**** Exercise material ****
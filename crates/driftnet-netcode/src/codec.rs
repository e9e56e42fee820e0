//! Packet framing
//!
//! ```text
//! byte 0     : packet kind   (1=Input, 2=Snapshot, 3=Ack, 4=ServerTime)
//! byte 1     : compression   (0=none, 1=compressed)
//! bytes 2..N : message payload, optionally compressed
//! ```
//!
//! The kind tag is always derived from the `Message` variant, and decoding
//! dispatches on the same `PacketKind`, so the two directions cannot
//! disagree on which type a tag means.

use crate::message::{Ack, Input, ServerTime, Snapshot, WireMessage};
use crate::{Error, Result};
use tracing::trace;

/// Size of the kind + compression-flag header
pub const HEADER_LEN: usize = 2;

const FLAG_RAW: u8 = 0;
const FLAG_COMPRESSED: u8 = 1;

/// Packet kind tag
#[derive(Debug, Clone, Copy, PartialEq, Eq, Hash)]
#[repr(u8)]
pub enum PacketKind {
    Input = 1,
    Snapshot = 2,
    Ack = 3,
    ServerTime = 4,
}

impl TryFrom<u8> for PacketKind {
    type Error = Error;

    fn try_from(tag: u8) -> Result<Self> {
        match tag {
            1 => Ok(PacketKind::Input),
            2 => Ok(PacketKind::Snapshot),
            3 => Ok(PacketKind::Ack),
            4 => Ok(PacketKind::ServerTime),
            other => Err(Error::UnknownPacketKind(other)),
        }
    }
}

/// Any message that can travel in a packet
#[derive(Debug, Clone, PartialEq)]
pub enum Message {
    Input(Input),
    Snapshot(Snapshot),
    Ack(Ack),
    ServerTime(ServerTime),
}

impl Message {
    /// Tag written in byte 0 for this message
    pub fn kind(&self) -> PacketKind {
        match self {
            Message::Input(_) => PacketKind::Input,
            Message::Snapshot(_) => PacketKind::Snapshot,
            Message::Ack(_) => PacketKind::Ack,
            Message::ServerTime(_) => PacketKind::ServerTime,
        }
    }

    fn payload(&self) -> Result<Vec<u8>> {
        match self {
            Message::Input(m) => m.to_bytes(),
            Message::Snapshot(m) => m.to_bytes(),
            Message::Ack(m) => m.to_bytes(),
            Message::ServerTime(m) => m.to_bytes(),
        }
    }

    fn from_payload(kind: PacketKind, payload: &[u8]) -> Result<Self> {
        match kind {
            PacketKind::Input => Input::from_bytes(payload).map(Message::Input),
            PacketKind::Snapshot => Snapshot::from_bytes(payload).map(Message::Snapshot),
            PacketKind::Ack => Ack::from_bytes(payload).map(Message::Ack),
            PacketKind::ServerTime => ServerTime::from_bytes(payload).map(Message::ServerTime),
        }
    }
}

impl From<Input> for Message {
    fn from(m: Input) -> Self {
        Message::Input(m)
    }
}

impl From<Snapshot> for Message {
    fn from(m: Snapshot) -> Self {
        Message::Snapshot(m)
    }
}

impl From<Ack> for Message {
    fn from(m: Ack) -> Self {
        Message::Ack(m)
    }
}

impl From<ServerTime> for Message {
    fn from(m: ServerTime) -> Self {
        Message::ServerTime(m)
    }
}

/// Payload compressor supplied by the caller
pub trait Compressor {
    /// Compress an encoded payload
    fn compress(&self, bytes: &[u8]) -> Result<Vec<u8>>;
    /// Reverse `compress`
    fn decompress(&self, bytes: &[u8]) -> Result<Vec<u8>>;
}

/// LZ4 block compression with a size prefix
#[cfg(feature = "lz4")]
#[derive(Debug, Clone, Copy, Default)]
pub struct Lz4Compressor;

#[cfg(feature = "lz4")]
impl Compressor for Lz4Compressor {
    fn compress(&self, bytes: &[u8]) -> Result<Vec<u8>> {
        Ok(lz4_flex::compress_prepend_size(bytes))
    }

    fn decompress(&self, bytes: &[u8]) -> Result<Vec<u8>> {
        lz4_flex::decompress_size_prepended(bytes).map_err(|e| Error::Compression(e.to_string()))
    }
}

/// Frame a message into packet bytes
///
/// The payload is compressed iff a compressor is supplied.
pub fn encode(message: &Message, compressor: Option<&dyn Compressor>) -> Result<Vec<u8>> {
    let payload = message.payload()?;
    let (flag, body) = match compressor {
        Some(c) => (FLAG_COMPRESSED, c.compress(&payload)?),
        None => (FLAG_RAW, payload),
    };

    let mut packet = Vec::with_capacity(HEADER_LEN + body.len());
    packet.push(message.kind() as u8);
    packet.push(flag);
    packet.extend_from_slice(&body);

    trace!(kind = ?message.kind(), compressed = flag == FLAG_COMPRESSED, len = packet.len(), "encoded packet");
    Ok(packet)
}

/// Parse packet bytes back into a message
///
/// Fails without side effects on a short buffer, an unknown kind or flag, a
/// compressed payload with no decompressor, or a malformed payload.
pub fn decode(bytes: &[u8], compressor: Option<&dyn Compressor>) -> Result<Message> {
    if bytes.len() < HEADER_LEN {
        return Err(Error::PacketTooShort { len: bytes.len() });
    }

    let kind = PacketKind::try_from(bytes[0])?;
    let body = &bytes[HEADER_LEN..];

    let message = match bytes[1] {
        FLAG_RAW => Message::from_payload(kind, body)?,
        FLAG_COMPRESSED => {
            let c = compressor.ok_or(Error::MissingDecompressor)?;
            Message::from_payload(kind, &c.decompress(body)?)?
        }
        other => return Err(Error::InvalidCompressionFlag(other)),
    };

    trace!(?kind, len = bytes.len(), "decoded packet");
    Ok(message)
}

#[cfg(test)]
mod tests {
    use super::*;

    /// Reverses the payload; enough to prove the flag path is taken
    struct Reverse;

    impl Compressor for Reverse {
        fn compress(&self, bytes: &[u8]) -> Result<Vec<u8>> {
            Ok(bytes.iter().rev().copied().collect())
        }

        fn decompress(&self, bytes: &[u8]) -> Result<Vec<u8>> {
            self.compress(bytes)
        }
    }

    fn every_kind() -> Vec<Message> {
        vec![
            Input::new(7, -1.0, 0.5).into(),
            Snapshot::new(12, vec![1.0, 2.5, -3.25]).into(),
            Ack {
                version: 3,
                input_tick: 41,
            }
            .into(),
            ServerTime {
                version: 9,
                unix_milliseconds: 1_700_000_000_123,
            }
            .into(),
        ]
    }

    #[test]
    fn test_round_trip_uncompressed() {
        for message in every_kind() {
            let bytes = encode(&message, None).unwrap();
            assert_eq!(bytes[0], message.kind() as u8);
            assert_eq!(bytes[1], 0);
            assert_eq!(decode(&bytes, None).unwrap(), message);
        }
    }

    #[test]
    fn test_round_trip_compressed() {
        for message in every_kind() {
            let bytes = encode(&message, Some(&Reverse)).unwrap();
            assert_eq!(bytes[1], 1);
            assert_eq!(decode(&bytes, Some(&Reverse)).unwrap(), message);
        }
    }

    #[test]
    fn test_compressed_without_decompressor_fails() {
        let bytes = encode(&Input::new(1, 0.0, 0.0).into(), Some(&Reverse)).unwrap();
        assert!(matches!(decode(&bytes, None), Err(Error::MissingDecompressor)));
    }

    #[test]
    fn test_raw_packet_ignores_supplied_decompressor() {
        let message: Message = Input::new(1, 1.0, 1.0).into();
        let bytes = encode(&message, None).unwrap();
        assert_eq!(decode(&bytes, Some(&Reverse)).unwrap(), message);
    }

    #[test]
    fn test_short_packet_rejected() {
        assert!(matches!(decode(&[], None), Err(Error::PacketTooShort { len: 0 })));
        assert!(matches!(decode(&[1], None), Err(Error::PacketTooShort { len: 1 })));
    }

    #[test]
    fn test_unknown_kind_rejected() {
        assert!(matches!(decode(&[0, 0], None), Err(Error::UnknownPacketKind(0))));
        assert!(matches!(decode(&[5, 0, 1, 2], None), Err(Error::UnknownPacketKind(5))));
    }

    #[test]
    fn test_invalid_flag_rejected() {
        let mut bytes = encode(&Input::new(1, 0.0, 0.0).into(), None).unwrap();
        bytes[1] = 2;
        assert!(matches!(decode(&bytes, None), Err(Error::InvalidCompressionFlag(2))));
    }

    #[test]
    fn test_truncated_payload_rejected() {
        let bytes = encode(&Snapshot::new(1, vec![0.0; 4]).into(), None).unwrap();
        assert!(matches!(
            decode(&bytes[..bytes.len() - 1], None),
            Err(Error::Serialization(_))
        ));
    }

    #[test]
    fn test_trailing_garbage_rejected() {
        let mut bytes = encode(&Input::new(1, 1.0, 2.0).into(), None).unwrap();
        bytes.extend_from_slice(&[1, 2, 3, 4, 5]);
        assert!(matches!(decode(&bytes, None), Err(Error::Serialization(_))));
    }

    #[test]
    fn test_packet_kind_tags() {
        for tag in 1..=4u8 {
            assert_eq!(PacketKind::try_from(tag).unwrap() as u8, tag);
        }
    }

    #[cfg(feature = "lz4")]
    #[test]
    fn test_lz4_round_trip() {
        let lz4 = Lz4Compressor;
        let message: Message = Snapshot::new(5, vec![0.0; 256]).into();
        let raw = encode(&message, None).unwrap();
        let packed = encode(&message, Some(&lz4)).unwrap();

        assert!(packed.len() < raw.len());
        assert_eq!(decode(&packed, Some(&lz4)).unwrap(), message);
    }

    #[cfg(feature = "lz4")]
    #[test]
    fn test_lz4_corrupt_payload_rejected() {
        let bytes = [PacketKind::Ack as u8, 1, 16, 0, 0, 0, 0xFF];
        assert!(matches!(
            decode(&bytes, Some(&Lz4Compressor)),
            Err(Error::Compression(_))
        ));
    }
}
****
# Your goal
Starting with the first line of the entries, transcribe every line up to and including the one with "variant, and decoding".

# Written response
filename crates/driftnet-netcode/src/codec.rs
repository e9e56e42fee820e0
//! Packet framing
//!
//! ```text
//! byte 0     : packet kind   (1=Input, 2=Snapshot, 3=Ack, 4=ServerTime)
//! byte 1     : compression   (0=none, 1=compressed)
//! bytes 2..N : message payload, optionally compressed
//! ```
//!
//! The kind tag is always derived from the `Message` variant, and decoding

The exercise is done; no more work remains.